Please copy out the entries until you have copied the line that contains "by year, sum)", beginning with the first line.

Saved data entries
::::

use std::collections::BTreeMap;

use super::model::{AsylumDataset, AsylumRecord};

/// Rankings show at most this many groups.
pub const TOP_N: usize = 10;

// ---------------------------------------------------------------------------
// KPI reduction
// ---------------------------------------------------------------------------

/// The summary numbers shown at the top of the dashboard. Pure function of
/// the filtered view; an empty view yields all zeros (rates 0, never NaN).
#[derive(Debug, Clone, PartialEq, Default)]
pub struct Kpis {
    pub total_applications: i64,
    pub total_decisions: i64,
    pub recognized: i64,
    pub rejected: i64,
    /// recognized / total decisions × 100, or 0 when there are no decisions.
    pub recognition_rate: f64,
    /// rejected / total decisions × 100, or 0 when there are no decisions.
    pub rejection_rate: f64,
    /// pending at end of year minus pending at start.
    pub pending_change: i64,
}

pub fn kpis(dataset: &AsylumDataset, indices: &[usize]) -> Kpis {
    let mut applied = 0.0;
    let mut decisions = 0.0;
    let mut recognized = 0.0;
    let mut rejected = 0.0;
    let mut pending_start = 0.0;
    let mut pending_end = 0.0;

    for &i in indices {
        let rec = &dataset.records[i];
        applied += rec.applied;
        decisions += rec.total_decisions;
        recognized += rec.recognized;
        rejected += rec.rejected;
        pending_start += rec.pending_start;
        pending_end += rec.pending_end;
    }

    let recognition_rate = if decisions > 0.0 {
        recognized / decisions * 100.0
    } else {
        0.0
    };
    let rejection_rate = if decisions > 0.0 {
        rejected / decisions * 100.0
    } else {
        0.0
    };

    Kpis {
        total_applications: applied as i64,
        total_decisions: decisions as i64,
        recognized: recognized as i64,
        rejected: rejected as i64,
        recognition_rate,
        rejection_rate,
        pending_change: (pending_end - pending_start) as i64,
    }
}

// ---------------------------------------------------------------------------
// Trend aggregations (group by year, sum)
// ---------------------------------------------------------------------------

/// Decisions broken down by outcome for one year.
#[derive(Debug, Clone, PartialEq)]
pub struct DecisionsByYear {
    pub year: String,
    pub recognized: f64,
    pub rejected: f64,
    pub otherwise_closed: f64,
}

fn group_by_year<F>(dataset: &AsylumDataset, indices: &[usize], value: F) -> Vec<(String, f64)>
where
    F: Fn(&AsylumRecord) -> f64,
{
    let mut sums: BTreeMap<&str, f64> = BTreeMap::new();
    for &i in indices {
        let rec = &dataset.records[i];
        *sums.entry(rec.year.as_str()).or_default() += value(rec);
    }
    sums.into_iter().map(|(y, v)| (y.to_string(), v)).collect()
}

/// Applications per year, ordered by year.
pub fn applications_by_year(dataset: &AsylumDataset, indices: &[usize]) -> Vec<(String, f64)> {
    group_by_year(dataset, indices, |rec| rec.applied)
}

/// Recognized / rejected / otherwise-closed sums per year, ordered by year.
pub fn decisions_by_year(dataset: &AsylumDataset, indices: &[usize]) -> Vec<DecisionsByYear> {
    let mut sums: BTreeMap<&str, (f64, f64, f64)> = BTreeMap::new();
    for &i in indices {
        let rec = &dataset.records[i];
        let entry = sums.entry(rec.year.as_str()).or_default();
        entry.0 += rec.recognized;
        entry.1 += rec.rejected;
        entry.2 += rec.otherwise_closed;
    }
    sums.into_iter()
        .map(|(year, (recognized, rejected, otherwise_closed))| DecisionsByYear {
            year: year.to_string(),
            recognized,
            rejected,
            otherwise_closed,
        })
        .collect()
}

// ---------------------------------------------------------------------------
// Ranking aggregations (group, sum applications, top 10)
// ---------------------------------------------------------------------------

fn top_groups<F>(dataset: &AsylumDataset, indices: &[usize], key: F) -> Vec<(String, f64)>
where
    F: Fn(&AsylumRecord) -> &str,
{
    let mut sums: BTreeMap<&str, f64> = BTreeMap::new();
    for &i in indices {
        let rec = &dataset.records[i];
        *sums.entry(key(rec)).or_default() += rec.applied;
    }

    let mut ranked: Vec<(String, f64)> = sums
        .into_iter()
        .map(|(k, v)| (k.to_string(), v))
        .collect();
    // Stable sort keeps ties in alphabetical (BTreeMap) order.
    ranked.sort_by(|a, b| b.1.total_cmp(&a.1));
    ranked.truncate(TOP_N);
    ranked
}

/// Top 10 countries of asylum by summed applications, descending.
pub fn top_countries(dataset: &AsylumDataset, indices: &[usize]) -> Vec<(String, f64)> {
    top_groups(dataset, indices, |rec| rec.country.as_str())
}

/// Top 10 origins by summed applications, descending.
pub fn top_origins(dataset: &AsylumDataset, indices: &[usize]) -> Vec<(String, f64)> {
    top_groups(dataset, indices, |rec| rec.origin.as_str())
}

#[cfg(test)]
mod tests {
    use super::*;
    use crate::data::filter::{filtered_indices, FilterState, Selection};

    fn record(year: &str, country: &str, origin: &str, applied: f64) -> AsylumRecord {
        AsylumRecord {
            year: year.to_string(),
            country: country.to_string(),
            origin: origin.to_string(),
            procedure: "G / FI".to_string(),
            applied,
            total_decisions: applied / 2.0,
            recognized: applied / 4.0,
            rejected: applied / 8.0,
            otherwise_closed: applied / 8.0,
            pending_start: 10.0,
            pending_end: 15.0,
        }
    }

    #[test]
    fn kpi_sums_match_the_filtered_subset() {
        let ds = AsylumDataset::from_records(vec![
            record("2019", "Kenya", "Somalia", 120.0),
            record("2019", "Uganda", "Somalia", 80.0),
            record("2020", "Kenya", "Ethiopia", 40.0),
        ]);
        let filters = FilterState {
            year: Selection::Value("2019".to_string()),
            ..Default::default()
        };
        let idx = filtered_indices(&ds, &filters);
        assert!(idx.iter().all(|&i| ds.records[i].year == "2019"));

        let k = kpis(&ds, &idx);
        assert_eq!(k.total_applications, 200, "KPI matches subset sum");
        assert_eq!(k.total_decisions, 100);
        assert_eq!(k.pending_change, 10, "two rows, +5 pending each");
    }

    #[test]
    fn rates_are_zero_when_there_are_no_decisions() {
        let mut rec = record("2019", "Kenya", "Somalia", 50.0);
        rec.total_decisions = 0.0;
        rec.recognized = 0.0;
        rec.rejected = 0.0;
        let ds = AsylumDataset::from_records(vec![rec]);

        let k = kpis(&ds, &[0]);
        assert_eq!(k.recognition_rate, 0.0, "no decisions means rate 0, not NaN");
        assert_eq!(k.rejection_rate, 0.0);
        assert!(!k.recognition_rate.is_nan());
    }

    #[test]
    fn empty_view_yields_all_zero_kpis() {
        let ds = AsylumDataset::from_records(vec![record("2019", "Kenya", "Somalia", 50.0)]);
        let k = kpis(&ds, &[]);
        assert_eq!(k, Kpis::default());
    }

    #[test]
    fn empty_view_yields_empty_chart_series() {
        let ds = AsylumDataset::from_records(vec![
            record("2019", "Kenya", "Somalia", 50.0),
            record("2020", "Uganda", "Ethiopia", 30.0),
        ]);

        assert!(applications_by_year(&ds, &[]).is_empty());
        assert!(decisions_by_year(&ds, &[]).is_empty());
        assert!(top_countries(&ds, &[]).is_empty());
        assert!(top_origins(&ds, &[]).is_empty());
    }

    #[test]
    fn rates_need_not_sum_to_one_hundred() {
        // 100 decisions: 40 recognized, 30 rejected, 30 otherwise closed.
        let mut rec = record("2019", "Kenya", "Somalia", 100.0);
        rec.total_decisions = 100.0;
        rec.recognized = 40.0;
        rec.rejected = 30.0;
        rec.otherwise_closed = 30.0;
        let ds = AsylumDataset::from_records(vec![rec]);

        let k = kpis(&ds, &[0]);
        assert_eq!(k.recognition_rate, 40.0);
        assert_eq!(k.rejection_rate, 30.0);
        assert!(k.recognition_rate + k.rejection_rate < 100.0);
    }

    #[test]
    fn trends_group_by_year_in_order() {
        let ds = AsylumDataset::from_records(vec![
            record("2020", "Kenya", "Somalia", 40.0),
            record("2019", "Kenya", "Somalia", 120.0),
            record("2019", "Uganda", "Ethiopia", 80.0),
        ]);
        let idx: Vec<usize> = (0..ds.len()).collect();

        let apps = applications_by_year(&ds, &idx);
        assert_eq!(
            apps,
            vec![("2019".to_string(), 200.0), ("2020".to_string(), 40.0)]
        );

        let decisions = decisions_by_year(&ds, &idx);
        assert_eq!(decisions.len(), 2);
        assert_eq!(decisions[0].year, "2019");
        assert_eq!(decisions[0].recognized, 50.0, "120/4 + 80/4");
    }

    #[test]
    fn rankings_are_descending_and_capped_at_ten() {
        let records: Vec<AsylumRecord> = (0..15)
            .map(|i| record("2019", &format!("Country {i:02}"), "Somalia", i as f64))
            .collect();
        let ds = AsylumDataset::from_records(records);
        let idx: Vec<usize> = (0..ds.len()).collect();

        let top = top_countries(&ds, &idx);
        assert_eq!(top.len(), TOP_N, "at most ten groups");
        assert_eq!(top[0], ("Country 14".to_string(), 14.0));
        assert!(
            top.windows(2).all(|w| w[0].1 >= w[1].1),
            "sorted descending by applications"
        );
    }

    #[test]
    fn ranking_ties_stay_in_alphabetical_order() {
        let ds = AsylumDataset::from_records(vec![
            record("2019", "Kenya", "Zimbabwe", 50.0),
            record("2019", "Kenya", "Angola", 50.0),
        ]);
        let idx: Vec<usize> = (0..ds.len()).collect();

        let top = top_origins(&ds, &idx);
        assert_eq!(top[0].0, "Angola");
        assert_eq!(top[1].0, "Zimbabwe");
    }
}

::::

*Response to this exercise:*
use std::collections::BTreeMap;

use super::model::{AsylumDataset, AsylumRecord};

/// Rankings show at most this many groups.
pub const TOP_N: usize = 10;

// ---------------------------------------------------------------------------
// KPI reduction
// ---------------------------------------------------------------------------

/// The summary numbers shown at the top of the dashboard. Pure function of
/// the filtered view; an empty view yields all zeros (rates 0, never NaN).
#[derive(Debug, Clone, PartialEq, Default)]
pub struct Kpis {
    pub total_applications: i64,
    pub total_decisions: i64,
    pub recognized: i64,
    pub rejected: i64,
    /// recognized / total decisions × 100, or 0 when there are no decisions.
    pub recognition_rate: f64,
    /// rejected / total decisions × 100, or 0 when there are no decisions.
    pub rejection_rate: f64,
    /// pending at end of year minus pending at start.
    pub pending_change: i64,
}

pub fn kpis(dataset: &AsylumDataset, indices: &[usize]) -> Kpis {
    let mut applied = 0.0;
    let mut decisions = 0.0;
    let mut recognized = 0.0;
    let mut rejected = 0.0;
    let mut pending_start = 0.0;
    let mut pending_end = 0.0;

    for &i in indices {
        let rec = &dataset.records[i];
        applied += rec.applied;
        decisions += rec.total_decisions;
        recognized += rec.recognized;
        rejected += rec.rejected;
        pending_start += rec.pending_start;
        pending_end += rec.pending_end;
    }

    let recognition_rate = if decisions > 0.0 {
        recognized / decisions * 100.0
    } else {
        0.0
    };
    let rejection_rate = if decisions > 0.0 {
        rejected / decisions * 100.0
    } else {
        0.0
    };

    Kpis {
        total_applications: applied as i64,
        total_decisions: decisions as i64,
        recognized: recognized as i64,
        rejected: rejected as i64,
        recognition_rate,
        rejection_rate,
        pending_change: (pending_end - pending_start) as i64,
    }
}

// ---------------------------------------------------------------------------
// Trend aggregations (group by year, sum)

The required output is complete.